WHAT IS BEING ASKED
All of the data needs to come back exactly as written.

TASK INPUT
-*-

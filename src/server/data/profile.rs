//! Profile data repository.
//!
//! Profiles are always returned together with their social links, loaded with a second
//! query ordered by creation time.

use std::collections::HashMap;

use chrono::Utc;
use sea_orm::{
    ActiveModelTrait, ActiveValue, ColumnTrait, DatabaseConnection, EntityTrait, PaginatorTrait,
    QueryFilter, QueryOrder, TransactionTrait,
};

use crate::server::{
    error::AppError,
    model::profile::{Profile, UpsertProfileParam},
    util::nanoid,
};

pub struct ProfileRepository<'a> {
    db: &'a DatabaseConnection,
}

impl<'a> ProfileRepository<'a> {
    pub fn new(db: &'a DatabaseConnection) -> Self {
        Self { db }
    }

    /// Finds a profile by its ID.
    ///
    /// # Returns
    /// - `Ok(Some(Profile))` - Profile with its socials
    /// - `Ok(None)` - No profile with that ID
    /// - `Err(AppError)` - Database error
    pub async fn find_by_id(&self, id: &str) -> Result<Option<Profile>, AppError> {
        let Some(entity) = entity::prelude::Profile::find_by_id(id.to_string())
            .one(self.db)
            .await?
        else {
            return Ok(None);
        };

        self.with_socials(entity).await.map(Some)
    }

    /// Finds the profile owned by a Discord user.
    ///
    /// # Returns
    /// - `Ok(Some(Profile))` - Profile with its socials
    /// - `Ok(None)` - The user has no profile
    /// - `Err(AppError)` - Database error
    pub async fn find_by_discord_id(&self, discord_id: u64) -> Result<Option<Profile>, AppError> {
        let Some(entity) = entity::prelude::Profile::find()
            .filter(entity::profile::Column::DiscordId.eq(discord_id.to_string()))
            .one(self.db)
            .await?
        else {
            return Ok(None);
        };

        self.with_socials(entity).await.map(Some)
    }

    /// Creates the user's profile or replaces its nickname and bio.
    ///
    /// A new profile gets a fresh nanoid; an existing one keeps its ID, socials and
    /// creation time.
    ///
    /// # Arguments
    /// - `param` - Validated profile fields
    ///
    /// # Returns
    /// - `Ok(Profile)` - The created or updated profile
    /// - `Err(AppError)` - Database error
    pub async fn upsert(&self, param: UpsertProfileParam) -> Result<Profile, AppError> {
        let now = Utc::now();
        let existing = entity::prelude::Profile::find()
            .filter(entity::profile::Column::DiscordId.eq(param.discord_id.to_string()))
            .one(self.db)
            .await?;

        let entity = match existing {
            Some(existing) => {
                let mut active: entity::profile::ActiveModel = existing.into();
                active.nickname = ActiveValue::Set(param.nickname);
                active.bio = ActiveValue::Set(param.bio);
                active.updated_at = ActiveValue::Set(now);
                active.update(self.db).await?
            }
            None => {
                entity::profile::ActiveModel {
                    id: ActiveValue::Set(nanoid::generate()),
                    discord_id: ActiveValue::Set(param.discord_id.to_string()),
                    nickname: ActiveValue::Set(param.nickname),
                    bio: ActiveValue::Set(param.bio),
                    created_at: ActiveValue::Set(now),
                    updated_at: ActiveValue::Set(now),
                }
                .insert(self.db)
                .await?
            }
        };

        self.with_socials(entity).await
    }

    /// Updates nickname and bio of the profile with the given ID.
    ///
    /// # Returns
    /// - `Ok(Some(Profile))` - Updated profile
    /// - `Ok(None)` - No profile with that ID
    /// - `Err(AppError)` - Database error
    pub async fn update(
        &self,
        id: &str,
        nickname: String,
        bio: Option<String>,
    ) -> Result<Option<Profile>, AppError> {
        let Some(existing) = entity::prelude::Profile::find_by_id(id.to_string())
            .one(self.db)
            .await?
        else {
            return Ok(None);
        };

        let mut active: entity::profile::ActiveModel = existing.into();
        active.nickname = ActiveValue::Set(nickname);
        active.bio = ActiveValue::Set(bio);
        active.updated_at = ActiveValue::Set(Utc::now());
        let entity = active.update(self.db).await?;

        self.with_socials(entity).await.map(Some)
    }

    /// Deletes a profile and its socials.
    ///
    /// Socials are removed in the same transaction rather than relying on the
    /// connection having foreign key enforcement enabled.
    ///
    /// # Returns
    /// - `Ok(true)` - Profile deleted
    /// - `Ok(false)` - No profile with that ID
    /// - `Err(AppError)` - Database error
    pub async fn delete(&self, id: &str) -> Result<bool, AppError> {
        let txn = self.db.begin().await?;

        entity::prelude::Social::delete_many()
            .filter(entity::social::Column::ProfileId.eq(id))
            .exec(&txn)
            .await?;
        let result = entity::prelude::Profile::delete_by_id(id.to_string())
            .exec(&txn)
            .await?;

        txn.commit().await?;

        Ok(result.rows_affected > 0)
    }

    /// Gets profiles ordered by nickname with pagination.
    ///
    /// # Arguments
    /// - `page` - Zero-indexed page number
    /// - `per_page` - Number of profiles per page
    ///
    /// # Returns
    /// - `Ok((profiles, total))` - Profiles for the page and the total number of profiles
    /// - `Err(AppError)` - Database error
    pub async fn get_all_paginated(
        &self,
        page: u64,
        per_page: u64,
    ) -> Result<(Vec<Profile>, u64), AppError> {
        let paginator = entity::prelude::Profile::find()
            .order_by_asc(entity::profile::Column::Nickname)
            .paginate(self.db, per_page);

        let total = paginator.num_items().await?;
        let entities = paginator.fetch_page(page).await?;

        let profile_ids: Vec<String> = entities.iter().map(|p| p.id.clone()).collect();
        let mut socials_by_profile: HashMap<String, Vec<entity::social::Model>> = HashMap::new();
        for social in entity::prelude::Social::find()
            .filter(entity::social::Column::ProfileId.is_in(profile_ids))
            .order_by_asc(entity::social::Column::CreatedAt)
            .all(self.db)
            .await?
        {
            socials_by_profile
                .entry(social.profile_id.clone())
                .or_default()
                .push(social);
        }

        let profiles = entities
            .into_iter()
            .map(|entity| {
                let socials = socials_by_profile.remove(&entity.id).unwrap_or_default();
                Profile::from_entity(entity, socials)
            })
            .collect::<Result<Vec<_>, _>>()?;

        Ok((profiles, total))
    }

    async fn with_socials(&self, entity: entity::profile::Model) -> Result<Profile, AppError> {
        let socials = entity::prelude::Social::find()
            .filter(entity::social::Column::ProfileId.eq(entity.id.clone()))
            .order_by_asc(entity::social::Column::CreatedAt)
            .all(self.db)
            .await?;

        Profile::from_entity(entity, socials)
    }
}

-*-

ANSWER AREA
filename src/server/data/profile.rs
//! Profile data repository.
//!
//! Profiles are always returned together with their social links, loaded with a second
//! query ordered by creation time.

use std::collections::HashMap;

use chrono::Utc;
use sea_orm::{
    ActiveModelTrait, ActiveValue, ColumnTrait, DatabaseConnection, EntityTrait, PaginatorTrait,
    QueryFilter, QueryOrder, TransactionTrait,
};

use crate::server::{
    error::AppError,
    model::profile::{Profile, UpsertProfileParam},
    util::nanoid,
};

pub struct ProfileRepository<'a> {
    db: &'a DatabaseConnection,
}

impl<'a> ProfileRepository<'a> {
    pub fn new(db: &'a DatabaseConnection) -> Self {
        Self { db }
    }

    /// Finds a profile by its ID.
    ///
    /// # Returns
    /// - `Ok(Some(Profile))` - Profile with its socials
    /// - `Ok(None)` - No profile with that ID
    /// - `Err(AppError)` - Database error
    pub async fn find_by_id(&self, id: &str) -> Result<Option<Profile>, AppError> {
        let Some(entity) = entity::prelude::Profile::find_by_id(id.to_string())
            .one(self.db)
            .await?
        else {
            return Ok(None);
        };

        self.with_socials(entity).await.map(Some)
    }

    /// Finds the profile owned by a Discord user.
    ///
    /// # Returns
    /// - `Ok(Some(Profile))` - Profile with its socials
    /// - `Ok(None)` - The user has no profile
    /// - `Err(AppError)` - Database error
    pub async fn find_by_discord_id(&self, discord_id: u64) -> Result<Option<Profile>, AppError> {
        let Some(entity) = entity::prelude::Profile::find()
            .filter(entity::profile::Column::DiscordId.eq(discord_id.to_string()))
            .one(self.db)
            .await?
        else {
            return Ok(None);
        };

        self.with_socials(entity).await.map(Some)
    }

    /// Creates the user's profile or replaces its nickname and bio.
    ///
    /// A new profile gets a fresh nanoid; an existing one keeps its ID, socials and
    /// creation time.
    ///
    /// # Arguments
    /// - `param` - Validated profile fields
    ///
    /// # Returns
    /// - `Ok(Profile)` - The created or updated profile
    /// - `Err(AppError)` - Database error
    pub async fn upsert(&self, param: UpsertProfileParam) -> Result<Profile, AppError> {
        let now = Utc::now();
        let existing = entity::prelude::Profile::find()
            .filter(entity::profile::Column::DiscordId.eq(param.discord_id.to_string()))
            .one(self.db)
            .await?;

        let entity = match existing {
            Some(existing) => {
                let mut active: entity::profile::ActiveModel = existing.into();
                active.nickname = ActiveValue::Set(param.nickname);
                active.bio = ActiveValue::Set(param.bio);
                active.updated_at = ActiveValue::Set(now);
                active.update(self.db).await?
            }
            None => {
                entity::profile::ActiveModel {
                    id: ActiveValue::Set(nanoid::generate()),
                    discord_id: ActiveValue::Set(param.discord_id.to_string()),
                    nickname: ActiveValue::Set(param.nickname),
                    bio: ActiveValue::Set(param.bio),
                    created_at: ActiveValue::Set(now),
                    updated_at: ActiveValue::Set(now),
                }
                .insert(self.db)
                .await?
            }
        };

        self.with_socials(entity).await
    }

    /// Updates nickname and bio of the profile with the given ID.
    ///
    /// # Returns
    /// - `Ok(Some(Profile))` - Updated profile
    /// - `Ok(None)` - No profile with that ID
    /// - `Err(AppError)` - Database error
    pub async fn update(
        &self,
        id: &str,
        nickname: String,
        bio: Option<String>,
    ) -> Result<Option<Profile>, AppError> {
        let Some(existing) = entity::prelude::Profile::find_by_id(id.to_string())
            .one(self.db)
            .await?
        else {
            return Ok(None);
        };

        let mut active: entity::profile::ActiveModel = existing.into();
        active.nickname = ActiveValue::Set(nickname);
        active.bio = ActiveValue::Set(bio);
        active.updated_at = ActiveValue::Set(Utc::now());
        let entity = active.update(self.db).await?;

        self.with_socials(entity).await.map(Some)
    }

    /// Deletes a profile and its socials.
    ///
    /// Socials are removed in the same transaction rather than relying on the
    /// connection having foreign key enforcement enabled.
    ///
    /// # Returns
    /// - `Ok(true)` - Profile deleted
    /// - `Ok(false)` - No profile with that ID
    /// - `Err(AppError)` - Database error
    pub async fn delete(&self, id: &str) -> Result<bool, AppError> {
        let txn = self.db.begin().await?;

        entity::prelude::Social::delete_many()
            .filter(entity::social::Column::ProfileId.eq(id))
            .exec(&txn)
            .await?;
        let result = entity::prelude::Profile::delete_by_id(id.to_string())
            .exec(&txn)
            .await?;

        txn.commit().await?;

        Ok(result.rows_affected > 0)
    }

    /// Gets profiles ordered by nickname with pagination.
    ///
    /// # Arguments
    /// - `page` - Zero-indexed page number
    /// - `per_page` - Number of profiles per page
    ///
    /// # Returns
    /// - `Ok((profiles, total))` - Profiles for the page and the total number of profiles
    /// - `Err(AppError)` - Database error
    pub async fn get_all_paginated(
        &self,
        page: u64,
        per_page: u64,
    ) -> Result<(Vec<Profile>, u64), AppError> {
        let paginator = entity::prelude::Profile::find()
            .order_by_asc(entity::profile::Column::Nickname)
            .paginate(self.db, per_page);

        let total = paginator.num_items().await?;
        let entities = paginator.fetch_page(page).await?;

        let profile_ids: Vec<String> = entities.iter().map(|p| p.id.clone()).collect();
        let mut socials_by_profile: HashMap<String, Vec<entity::social::Model>> = HashMap::new();
        for social in entity::prelude::Social::find()
            .filter(entity::social::Column::ProfileId.is_in(profile_ids))
            .order_by_asc(entity::social::Column::CreatedAt)
            .all(self.db)
            .await?
        {
            socials_by_profile
                .entry(social.profile_id.clone())
                .or_default()
                .push(social);
        }

        let profiles = entities
            .into_iter()
            .map(|entity| {
                let socials = socials_by_profile.remove(&entity.id).unwrap_or_default();
                Profile::from_entity(entity, socials)
            })
            .collect::<Result<Vec<_>, _>>()?;

        Ok((profiles, total))
    }

    async fn with_socials(&self, entity: entity::profile::Model) -> Result<Profile, AppError> {
        let socials = entity::prelude::Social::find()
            .filter(entity::social::Column::ProfileId.eq(entity.id.clone()))
            .order_by_asc(entity::social::Column::CreatedAt)
            .all(self.db)
            .await?;

        Profile::from_entity(entity, socials)
    }
}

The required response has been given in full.